--- Supplied data Enclosed Below ---

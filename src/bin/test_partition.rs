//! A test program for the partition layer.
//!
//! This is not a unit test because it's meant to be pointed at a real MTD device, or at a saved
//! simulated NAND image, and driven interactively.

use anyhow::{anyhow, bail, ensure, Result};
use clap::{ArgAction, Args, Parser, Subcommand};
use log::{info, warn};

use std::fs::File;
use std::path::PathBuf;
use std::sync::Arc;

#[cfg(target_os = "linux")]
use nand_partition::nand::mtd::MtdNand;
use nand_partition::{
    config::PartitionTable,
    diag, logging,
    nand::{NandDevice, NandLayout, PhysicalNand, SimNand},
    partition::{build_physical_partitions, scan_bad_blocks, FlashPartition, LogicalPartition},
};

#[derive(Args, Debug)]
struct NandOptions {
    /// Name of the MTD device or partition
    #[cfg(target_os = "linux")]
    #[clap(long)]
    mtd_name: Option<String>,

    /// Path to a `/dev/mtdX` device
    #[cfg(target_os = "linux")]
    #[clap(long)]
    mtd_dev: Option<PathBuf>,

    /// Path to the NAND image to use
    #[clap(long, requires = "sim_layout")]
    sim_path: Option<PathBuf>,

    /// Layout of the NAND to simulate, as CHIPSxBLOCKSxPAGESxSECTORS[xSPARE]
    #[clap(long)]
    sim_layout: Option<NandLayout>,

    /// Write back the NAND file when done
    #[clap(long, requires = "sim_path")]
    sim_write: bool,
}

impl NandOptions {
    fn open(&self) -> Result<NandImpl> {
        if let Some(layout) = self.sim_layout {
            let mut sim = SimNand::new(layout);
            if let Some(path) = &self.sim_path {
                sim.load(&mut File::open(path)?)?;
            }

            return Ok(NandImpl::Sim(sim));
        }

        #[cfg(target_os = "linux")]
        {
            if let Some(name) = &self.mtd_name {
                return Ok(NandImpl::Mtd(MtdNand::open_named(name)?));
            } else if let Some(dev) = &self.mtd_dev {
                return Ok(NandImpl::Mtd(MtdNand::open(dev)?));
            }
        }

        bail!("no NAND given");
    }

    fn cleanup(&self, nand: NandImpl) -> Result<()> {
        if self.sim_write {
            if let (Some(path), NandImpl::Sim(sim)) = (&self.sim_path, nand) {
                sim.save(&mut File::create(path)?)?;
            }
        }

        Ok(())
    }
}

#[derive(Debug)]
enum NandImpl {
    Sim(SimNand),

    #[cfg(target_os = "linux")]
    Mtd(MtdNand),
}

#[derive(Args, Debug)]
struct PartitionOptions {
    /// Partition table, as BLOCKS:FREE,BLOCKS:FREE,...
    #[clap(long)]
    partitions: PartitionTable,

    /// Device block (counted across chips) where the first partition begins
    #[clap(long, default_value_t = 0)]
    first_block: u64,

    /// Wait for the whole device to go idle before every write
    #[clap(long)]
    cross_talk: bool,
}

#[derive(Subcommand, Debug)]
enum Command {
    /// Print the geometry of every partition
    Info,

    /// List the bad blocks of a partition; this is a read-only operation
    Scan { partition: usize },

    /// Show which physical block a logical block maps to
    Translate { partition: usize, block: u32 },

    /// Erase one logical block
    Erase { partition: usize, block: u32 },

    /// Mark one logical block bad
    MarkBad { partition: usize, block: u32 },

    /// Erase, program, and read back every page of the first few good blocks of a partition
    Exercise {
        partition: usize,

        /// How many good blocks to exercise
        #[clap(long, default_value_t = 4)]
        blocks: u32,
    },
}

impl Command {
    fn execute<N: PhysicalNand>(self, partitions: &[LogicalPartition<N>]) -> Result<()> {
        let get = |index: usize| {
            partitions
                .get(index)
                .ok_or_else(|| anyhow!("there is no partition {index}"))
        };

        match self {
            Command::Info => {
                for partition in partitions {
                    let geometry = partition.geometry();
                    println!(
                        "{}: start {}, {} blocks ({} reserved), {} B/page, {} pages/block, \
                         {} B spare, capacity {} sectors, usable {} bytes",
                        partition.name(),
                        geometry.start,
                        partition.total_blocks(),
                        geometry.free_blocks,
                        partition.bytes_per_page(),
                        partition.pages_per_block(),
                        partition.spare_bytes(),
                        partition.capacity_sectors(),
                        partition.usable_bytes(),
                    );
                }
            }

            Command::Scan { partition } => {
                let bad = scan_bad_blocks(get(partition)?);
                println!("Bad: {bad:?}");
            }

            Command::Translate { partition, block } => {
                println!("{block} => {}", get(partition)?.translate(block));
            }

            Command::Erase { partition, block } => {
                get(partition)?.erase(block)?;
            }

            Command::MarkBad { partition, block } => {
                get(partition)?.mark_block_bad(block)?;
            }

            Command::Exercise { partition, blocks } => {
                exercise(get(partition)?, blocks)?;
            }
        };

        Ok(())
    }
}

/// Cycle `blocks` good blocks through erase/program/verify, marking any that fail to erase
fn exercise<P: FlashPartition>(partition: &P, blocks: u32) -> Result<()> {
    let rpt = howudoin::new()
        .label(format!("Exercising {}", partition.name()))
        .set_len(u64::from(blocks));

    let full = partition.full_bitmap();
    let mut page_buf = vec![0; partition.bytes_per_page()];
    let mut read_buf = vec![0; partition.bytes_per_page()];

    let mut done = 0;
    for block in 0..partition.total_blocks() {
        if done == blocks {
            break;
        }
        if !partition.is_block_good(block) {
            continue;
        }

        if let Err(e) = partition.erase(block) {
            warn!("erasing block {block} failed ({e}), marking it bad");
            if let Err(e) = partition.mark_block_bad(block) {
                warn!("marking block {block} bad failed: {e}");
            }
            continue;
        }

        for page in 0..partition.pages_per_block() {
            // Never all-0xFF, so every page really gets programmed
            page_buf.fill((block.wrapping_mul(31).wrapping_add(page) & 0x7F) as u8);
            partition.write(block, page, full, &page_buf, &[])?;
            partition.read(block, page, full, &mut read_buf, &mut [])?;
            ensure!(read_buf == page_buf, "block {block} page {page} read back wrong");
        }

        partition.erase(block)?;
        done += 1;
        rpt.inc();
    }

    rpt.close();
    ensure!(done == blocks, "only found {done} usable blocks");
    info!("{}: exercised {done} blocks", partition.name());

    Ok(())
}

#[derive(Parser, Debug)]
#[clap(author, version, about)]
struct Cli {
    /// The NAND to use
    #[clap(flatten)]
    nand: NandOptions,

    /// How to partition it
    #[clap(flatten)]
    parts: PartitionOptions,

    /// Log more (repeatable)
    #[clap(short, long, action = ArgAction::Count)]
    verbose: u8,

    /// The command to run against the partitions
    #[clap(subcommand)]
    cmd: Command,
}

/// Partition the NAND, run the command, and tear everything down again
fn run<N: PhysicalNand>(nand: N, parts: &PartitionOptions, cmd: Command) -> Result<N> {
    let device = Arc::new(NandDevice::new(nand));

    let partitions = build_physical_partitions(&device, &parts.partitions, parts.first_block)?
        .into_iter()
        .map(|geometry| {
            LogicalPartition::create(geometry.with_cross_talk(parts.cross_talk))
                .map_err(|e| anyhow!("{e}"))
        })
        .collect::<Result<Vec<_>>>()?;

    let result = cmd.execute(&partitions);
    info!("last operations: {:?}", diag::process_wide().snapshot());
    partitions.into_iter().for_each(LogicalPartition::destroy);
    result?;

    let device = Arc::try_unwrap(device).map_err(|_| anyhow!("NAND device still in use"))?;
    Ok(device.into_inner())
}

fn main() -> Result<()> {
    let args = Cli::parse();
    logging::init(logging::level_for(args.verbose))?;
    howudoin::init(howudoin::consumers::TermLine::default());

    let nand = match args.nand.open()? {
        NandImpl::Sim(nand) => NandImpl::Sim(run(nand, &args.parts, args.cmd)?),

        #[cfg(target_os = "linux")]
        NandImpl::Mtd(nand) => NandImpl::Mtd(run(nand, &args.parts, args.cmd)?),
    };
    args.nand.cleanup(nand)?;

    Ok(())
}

--- End of Enclosed Supplied data ---

Goal of the exercise: Scan the data above for the word "PhysicalNand", then copy every line that holds it.

Result of the task:
    nand::{NandDevice, NandLayout, PhysicalNand, SimNand},
    fn execute<N: PhysicalNand>(self, partitions: &[LogicalPartition<N>]) -> Result<()> {
fn run<N: PhysicalNand>(nand: N, parts: &PartitionOptions, cmd: Command) -> Result<N> {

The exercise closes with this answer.